Work instruction: Search the records for "orchestrator". Report every line where it occurs.

Provided entries:

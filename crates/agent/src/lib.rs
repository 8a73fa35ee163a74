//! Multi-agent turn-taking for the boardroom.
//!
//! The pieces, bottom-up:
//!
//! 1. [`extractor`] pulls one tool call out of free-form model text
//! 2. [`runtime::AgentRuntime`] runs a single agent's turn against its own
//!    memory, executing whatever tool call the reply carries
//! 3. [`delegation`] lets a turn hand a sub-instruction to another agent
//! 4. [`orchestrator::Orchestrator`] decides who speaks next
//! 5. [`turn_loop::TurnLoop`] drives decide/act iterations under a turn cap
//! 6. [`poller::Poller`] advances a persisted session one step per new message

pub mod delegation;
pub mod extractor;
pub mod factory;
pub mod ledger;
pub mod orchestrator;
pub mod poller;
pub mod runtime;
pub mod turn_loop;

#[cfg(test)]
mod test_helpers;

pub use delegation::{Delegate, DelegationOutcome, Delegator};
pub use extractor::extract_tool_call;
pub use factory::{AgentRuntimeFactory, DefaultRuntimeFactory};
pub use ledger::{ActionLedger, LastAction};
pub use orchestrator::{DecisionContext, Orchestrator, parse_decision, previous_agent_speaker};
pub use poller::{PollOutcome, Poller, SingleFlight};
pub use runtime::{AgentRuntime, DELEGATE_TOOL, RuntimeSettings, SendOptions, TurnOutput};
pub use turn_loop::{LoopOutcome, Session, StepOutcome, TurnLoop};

...

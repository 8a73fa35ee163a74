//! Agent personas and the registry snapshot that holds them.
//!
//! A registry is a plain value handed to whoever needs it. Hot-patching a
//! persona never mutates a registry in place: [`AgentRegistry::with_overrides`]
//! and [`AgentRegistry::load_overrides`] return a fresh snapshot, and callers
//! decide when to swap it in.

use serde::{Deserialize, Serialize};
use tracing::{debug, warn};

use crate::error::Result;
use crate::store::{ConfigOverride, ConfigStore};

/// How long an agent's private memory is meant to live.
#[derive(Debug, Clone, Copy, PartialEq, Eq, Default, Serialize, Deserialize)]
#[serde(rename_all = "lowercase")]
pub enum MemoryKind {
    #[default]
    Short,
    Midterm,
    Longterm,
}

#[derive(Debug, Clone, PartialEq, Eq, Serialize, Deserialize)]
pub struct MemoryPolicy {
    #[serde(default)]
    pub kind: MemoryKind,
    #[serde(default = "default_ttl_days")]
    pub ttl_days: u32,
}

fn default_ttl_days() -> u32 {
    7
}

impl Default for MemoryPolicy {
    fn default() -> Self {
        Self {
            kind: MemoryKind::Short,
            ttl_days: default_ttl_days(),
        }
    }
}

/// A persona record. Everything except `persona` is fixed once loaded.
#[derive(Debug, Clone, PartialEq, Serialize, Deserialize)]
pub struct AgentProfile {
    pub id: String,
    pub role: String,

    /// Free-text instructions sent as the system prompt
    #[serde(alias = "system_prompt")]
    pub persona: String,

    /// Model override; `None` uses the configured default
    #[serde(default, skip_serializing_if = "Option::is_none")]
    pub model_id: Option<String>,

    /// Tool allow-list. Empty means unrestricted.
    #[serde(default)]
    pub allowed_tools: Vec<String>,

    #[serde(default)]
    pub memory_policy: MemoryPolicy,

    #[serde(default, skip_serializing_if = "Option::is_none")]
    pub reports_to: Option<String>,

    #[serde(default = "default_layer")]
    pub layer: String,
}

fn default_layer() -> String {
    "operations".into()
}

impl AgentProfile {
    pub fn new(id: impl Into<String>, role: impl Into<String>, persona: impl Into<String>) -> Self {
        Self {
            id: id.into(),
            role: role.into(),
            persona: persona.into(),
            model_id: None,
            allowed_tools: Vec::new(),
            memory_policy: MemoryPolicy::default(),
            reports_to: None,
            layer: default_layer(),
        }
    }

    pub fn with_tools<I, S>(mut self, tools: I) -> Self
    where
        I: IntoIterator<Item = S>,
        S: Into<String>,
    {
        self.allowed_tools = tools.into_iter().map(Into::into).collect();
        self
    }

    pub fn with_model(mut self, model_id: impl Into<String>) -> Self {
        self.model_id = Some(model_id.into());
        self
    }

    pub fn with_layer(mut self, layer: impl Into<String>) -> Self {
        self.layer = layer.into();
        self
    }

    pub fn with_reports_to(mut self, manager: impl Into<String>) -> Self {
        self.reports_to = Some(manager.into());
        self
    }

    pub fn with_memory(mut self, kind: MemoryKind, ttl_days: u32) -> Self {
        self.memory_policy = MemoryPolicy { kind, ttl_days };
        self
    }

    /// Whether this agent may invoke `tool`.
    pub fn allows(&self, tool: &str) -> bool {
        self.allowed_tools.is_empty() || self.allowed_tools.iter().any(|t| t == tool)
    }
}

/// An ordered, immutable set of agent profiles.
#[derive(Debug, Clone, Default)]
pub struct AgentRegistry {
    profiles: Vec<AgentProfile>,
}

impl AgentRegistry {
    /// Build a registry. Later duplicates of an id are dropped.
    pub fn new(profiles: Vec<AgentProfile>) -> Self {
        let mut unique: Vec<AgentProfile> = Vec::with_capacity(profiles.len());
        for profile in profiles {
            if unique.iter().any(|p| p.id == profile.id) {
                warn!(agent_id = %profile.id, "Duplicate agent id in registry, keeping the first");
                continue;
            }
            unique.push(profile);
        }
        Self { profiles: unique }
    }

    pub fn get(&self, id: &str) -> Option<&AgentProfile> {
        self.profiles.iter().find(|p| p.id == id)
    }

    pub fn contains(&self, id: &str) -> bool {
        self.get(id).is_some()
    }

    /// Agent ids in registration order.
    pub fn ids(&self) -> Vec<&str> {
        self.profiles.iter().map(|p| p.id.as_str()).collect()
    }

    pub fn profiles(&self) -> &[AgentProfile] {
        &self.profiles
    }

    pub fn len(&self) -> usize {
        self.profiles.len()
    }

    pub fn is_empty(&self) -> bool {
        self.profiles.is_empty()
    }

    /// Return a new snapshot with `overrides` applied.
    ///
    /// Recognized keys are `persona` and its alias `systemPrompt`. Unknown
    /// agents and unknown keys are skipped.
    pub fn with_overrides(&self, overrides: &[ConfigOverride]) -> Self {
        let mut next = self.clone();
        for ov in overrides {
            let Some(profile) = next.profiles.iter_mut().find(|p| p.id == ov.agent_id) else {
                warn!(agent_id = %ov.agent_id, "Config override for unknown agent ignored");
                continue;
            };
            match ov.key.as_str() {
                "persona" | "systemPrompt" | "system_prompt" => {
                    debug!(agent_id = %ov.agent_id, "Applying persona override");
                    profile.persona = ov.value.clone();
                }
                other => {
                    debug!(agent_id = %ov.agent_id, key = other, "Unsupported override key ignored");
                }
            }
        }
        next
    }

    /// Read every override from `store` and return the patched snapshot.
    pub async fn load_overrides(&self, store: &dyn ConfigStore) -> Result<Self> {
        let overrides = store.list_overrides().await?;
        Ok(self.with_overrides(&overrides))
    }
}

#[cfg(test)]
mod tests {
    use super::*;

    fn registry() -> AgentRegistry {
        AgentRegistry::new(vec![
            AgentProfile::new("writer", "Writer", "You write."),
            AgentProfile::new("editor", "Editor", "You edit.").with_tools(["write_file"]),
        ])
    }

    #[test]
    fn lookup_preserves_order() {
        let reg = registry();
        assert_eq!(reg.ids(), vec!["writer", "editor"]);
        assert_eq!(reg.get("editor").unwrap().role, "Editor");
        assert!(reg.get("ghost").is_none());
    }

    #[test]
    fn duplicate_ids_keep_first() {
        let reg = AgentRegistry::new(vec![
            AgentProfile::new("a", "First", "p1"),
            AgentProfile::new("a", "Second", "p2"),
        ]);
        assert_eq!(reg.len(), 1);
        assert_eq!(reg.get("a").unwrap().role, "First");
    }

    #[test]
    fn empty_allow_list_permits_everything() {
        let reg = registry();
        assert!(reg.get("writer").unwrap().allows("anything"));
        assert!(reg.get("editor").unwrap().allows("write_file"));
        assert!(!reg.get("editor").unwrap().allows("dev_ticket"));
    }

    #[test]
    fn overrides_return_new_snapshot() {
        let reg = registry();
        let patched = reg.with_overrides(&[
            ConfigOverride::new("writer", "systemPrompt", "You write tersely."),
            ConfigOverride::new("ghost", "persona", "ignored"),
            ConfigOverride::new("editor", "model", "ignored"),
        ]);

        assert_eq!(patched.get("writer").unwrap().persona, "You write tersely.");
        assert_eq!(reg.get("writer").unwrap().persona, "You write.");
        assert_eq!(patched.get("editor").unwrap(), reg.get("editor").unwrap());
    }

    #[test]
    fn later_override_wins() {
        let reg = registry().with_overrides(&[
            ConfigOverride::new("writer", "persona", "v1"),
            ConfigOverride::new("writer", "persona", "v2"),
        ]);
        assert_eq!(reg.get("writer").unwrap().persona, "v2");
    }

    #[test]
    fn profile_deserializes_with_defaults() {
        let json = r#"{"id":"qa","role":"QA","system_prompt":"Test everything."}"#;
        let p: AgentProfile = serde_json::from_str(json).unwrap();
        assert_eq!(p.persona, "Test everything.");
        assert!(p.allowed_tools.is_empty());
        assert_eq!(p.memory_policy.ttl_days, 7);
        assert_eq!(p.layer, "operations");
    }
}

Response area:
//! 4. [`orchestrator::Orchestrator`] decides who speaks next
pub mod orchestrator;
pub use orchestrator::{DecisionContext, Orchestrator, parse_decision, previous_agent_speaker};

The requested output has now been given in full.